(WHAT THE TASK ASKS) What is needed here is every line of the records that includes "this".

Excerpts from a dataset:
_____

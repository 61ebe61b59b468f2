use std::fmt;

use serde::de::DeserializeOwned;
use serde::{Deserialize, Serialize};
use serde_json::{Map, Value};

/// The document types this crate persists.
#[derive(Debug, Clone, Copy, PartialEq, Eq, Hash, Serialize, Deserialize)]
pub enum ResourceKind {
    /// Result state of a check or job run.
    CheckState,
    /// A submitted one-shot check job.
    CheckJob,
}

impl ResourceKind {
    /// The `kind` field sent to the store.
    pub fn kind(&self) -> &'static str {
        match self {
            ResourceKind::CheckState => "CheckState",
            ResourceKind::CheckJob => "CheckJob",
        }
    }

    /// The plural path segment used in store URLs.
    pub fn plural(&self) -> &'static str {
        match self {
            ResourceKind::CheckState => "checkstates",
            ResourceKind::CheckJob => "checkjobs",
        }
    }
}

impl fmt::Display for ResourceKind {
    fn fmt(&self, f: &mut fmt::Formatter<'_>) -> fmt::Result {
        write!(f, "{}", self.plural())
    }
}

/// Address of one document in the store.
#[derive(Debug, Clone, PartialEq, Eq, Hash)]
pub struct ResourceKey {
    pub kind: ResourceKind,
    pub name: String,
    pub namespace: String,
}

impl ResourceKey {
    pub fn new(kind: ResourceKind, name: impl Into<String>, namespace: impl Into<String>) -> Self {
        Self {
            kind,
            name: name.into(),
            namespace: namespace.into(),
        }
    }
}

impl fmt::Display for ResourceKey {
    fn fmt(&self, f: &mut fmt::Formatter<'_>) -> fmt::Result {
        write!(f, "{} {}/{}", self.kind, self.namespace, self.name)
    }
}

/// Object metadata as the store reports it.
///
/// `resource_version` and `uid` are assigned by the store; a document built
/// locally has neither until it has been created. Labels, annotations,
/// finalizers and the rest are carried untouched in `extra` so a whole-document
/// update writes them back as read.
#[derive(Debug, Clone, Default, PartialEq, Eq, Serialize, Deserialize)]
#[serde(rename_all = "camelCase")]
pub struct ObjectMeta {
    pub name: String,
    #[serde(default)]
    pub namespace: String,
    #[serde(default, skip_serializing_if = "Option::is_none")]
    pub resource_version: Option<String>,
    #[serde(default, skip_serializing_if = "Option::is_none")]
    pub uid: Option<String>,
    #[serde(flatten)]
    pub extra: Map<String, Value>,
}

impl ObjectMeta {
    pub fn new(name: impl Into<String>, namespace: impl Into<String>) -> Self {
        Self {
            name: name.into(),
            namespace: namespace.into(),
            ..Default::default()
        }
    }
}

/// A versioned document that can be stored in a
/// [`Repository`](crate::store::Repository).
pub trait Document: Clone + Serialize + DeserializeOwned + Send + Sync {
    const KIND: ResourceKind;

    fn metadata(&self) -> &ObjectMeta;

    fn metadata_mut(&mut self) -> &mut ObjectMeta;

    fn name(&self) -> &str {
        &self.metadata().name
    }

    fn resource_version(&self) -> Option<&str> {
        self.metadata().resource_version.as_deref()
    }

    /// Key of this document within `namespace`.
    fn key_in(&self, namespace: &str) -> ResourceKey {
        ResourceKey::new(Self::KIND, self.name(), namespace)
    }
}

_____

(EXERCISE RESPONSE)
/// The document types this crate persists.
    /// Key of this document within `namespace`.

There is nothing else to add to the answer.